# Dataset records:
- - -

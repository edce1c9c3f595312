// src/synth/integrator.rs

//! Bottom-up merge of per-subtask outputs into one artifact.

use std::collections::{BTreeMap, HashMap};

use serde::Serialize;
use tracing::{debug, info, warn};

use crate::dag::graph::SubtaskGraph;
use crate::dag::subtask::{SubtaskId, SubtaskKind};
use crate::sched::record::ExecutionRecord;
use crate::synth::validate::check_merged;

/// One entry in the working results map: the consolidated output for a
/// subtask together with the base subtasks it already incorporates.
#[derive(Debug, Clone)]
struct MergedUnit {
    parts: Vec<SubtaskId>,
    text: String,
    degraded: bool,
}

/// What synthesis did, for reporting.
#[derive(Debug, Clone, Serialize)]
pub struct SynthesisSummary {
    /// True when any merge group fell back to marked concatenation, or when
    /// no subtask output survived at all.
    pub degraded: bool,
    /// Subtasks whose merge group failed validation.
    pub fallback_groups: Vec<SubtaskId>,
    /// Terminal subtasks whose merged outputs form the artifact.
    pub terminal_branches: Vec<SubtaskId>,
}

#[derive(Debug, Clone)]
pub struct SynthesisOutcome {
    pub artifact: String,
    pub summary: SynthesisSummary,
}

/// Merge subtask outputs bottom-up along the resolved graph.
///
/// Walks the topological order; each subtask with successful output is folded
/// together with the already-merged outputs of its dependencies, the merged
/// unit replacing the subtask's entry in the working map. Diamond-shaped
/// graphs are handled by tracking which base subtasks a unit already
/// incorporates, so a shared ancestor's output appears once.
///
/// This never fails. A merge that fails validation degrades to a labeled
/// concatenation of its pieces; a run with no successful output at all yields
/// a marked listing of whatever the records hold.
pub fn synthesize(
    graph: &SubtaskGraph,
    records: &BTreeMap<SubtaskId, ExecutionRecord>,
) -> SynthesisOutcome {
    let order = graph.topological_order();

    // Raw outputs of everything that succeeded. The scheduler only marks a
    // subtask Succeeded once its output is recorded.
    let mut raw: HashMap<&str, String> = HashMap::new();
    for id in order {
        if let Some(record) = records.get(id) {
            if record.succeeded() {
                raw.insert(id.as_str(), record.output.clone().unwrap_or_default());
            }
        }
    }

    if raw.is_empty() {
        warn!("no subtask produced usable output; emitting failure listing");
        return SynthesisOutcome {
            artifact: failure_listing(graph, records),
            summary: SynthesisSummary {
                degraded: true,
                fallback_groups: Vec::new(),
                terminal_branches: Vec::new(),
            },
        };
    }

    // A lone subtask's output is passed through untouched, whatever it looks
    // like.
    if graph.len() == 1 {
        let id = order[0].clone();
        let text = raw.remove(id.as_str()).unwrap_or_default();
        return SynthesisOutcome {
            artifact: text,
            summary: SynthesisSummary {
                degraded: false,
                fallback_groups: Vec::new(),
                terminal_branches: vec![id],
            },
        };
    }

    let mut units: HashMap<SubtaskId, MergedUnit> = HashMap::new();
    let mut fallback_groups: Vec<SubtaskId> = Vec::new();

    for id in order {
        if !raw.contains_key(id.as_str()) {
            continue;
        }
        let kind = graph.get(id).map(|s| s.kind).unwrap_or(SubtaskKind::Other);

        // Pieces feeding this merge group, in dependency-declaration order.
        // While every incoming unit is clean, pieces are re-drawn from the
        // base outputs so a diamond's shared ancestor is included once; as
        // soon as a degraded unit is involved its marked text is kept intact.
        let inherited_degraded = graph
            .dependencies_of(id)
            .iter()
            .any(|dep| units.get(dep).is_some_and(|u| u.degraded));

        let mut parts: Vec<SubtaskId> = Vec::new();
        let mut pieces: Vec<(SubtaskId, String)> = Vec::new();

        for dep in graph.dependencies_of(id) {
            let Some(unit) = units.get(dep) else {
                continue;
            };
            if inherited_degraded {
                pieces.push((dep.clone(), unit.text.clone()));
                for part in &unit.parts {
                    if !parts.contains(part) {
                        parts.push(part.clone());
                    }
                }
            } else {
                for part in &unit.parts {
                    if !parts.contains(part) {
                        parts.push(part.clone());
                        if let Some(text) = raw.get(part.as_str()) {
                            pieces.push((part.clone(), text.clone()));
                        }
                    }
                }
            }
        }
        parts.push(id.clone());
        if let Some(text) = raw.get(id.as_str()) {
            pieces.push((id.clone(), text.clone()));
        }

        let candidate = pieces
            .iter()
            .map(|(_, text)| text.as_str())
            .collect::<Vec<_>>()
            .join("\n\n");

        let (text, degraded) = match check_merged(kind, &candidate) {
            None => {
                debug!(subtask = %id, parts = parts.len(), "merged group");
                (candidate, inherited_degraded)
            }
            Some(issue) => {
                warn!(
                    subtask = %id,
                    issue = %issue,
                    "merge failed validation; keeping pieces unmerged"
                );
                fallback_groups.push(id.clone());
                (render_unmerged(graph, &pieces), true)
            }
        };

        units.insert(
            id.clone(),
            MergedUnit {
                parts,
                text,
                degraded,
            },
        );
    }

    // Terminal branches: merged units no successful dependent consumed.
    let terminals: Vec<SubtaskId> = order
        .iter()
        .filter(|id| units.contains_key(*id))
        .filter(|id| {
            graph
                .dependents_of(id)
                .iter()
                .all(|dep| !units.contains_key(dep))
        })
        .cloned()
        .collect();

    let artifact = if terminals.len() == 1 {
        units
            .remove(&terminals[0])
            .map(|u| u.text)
            .unwrap_or_default()
    } else {
        info!(
            branches = terminals.len(),
            "multiple terminal branches; concatenating"
        );
        let mut out = String::new();
        for (i, tid) in terminals.iter().enumerate() {
            if i > 0 {
                out.push_str("\n\n");
            }
            out.push_str(&format!("======== branch: {} ========\n", tid));
            if let Some(unit) = units.get(tid) {
                out.push_str(&unit.text);
            }
        }
        out
    };

    SynthesisOutcome {
        artifact,
        summary: SynthesisSummary {
            degraded: !fallback_groups.is_empty(),
            fallback_groups,
            terminal_branches: terminals,
        },
    }
}

/// Marked concatenation used when a merge group fails validation.
fn render_unmerged(graph: &SubtaskGraph, pieces: &[(SubtaskId, String)]) -> String {
    let mut out = String::new();
    for (id, text) in pieces {
        let label = graph
            .get(id)
            .map(|s| s.description.as_str())
            .unwrap_or(id.as_str());
        out.push_str(&format!("---- unmerged: {} ----\n", label));
        out.push_str(text);
        if !text.ends_with('\n') {
            out.push('\n');
        }
    }
    out
}

/// Worst-case artifact: nothing succeeded, so list what every subtask left
/// behind instead of returning nothing.
fn failure_listing(graph: &SubtaskGraph, records: &BTreeMap<SubtaskId, ExecutionRecord>) -> String {
    let mut out = String::from("automatic integration failed: no subtask produced usable output\n");
    for id in graph.topological_order() {
        out.push_str(&format!("\n---- {} ----\n", id));
        match records.get(id) {
            Some(record) => {
                if let Some(output) = &record.output {
                    out.push_str(output);
                    if !output.ends_with('\n') {
                        out.push('\n');
                    }
                }
                if let Some(error) = &record.error {
                    out.push_str(&format!("<failed: {}>\n", error));
                }
                if record.output.is_none() && record.error.is_none() {
                    out.push_str("<no output recorded>\n");
                }
            }
            None => out.push_str("<never dispatched>\n"),
        }
    }
    out
}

- - -

# Exercise prompt:
All lines above containing the string "when" are to be collected.

# Result:
    /// True when any merge group fell back to marked concatenation, or when
/// Marked concatenation used when a merge group fails validation.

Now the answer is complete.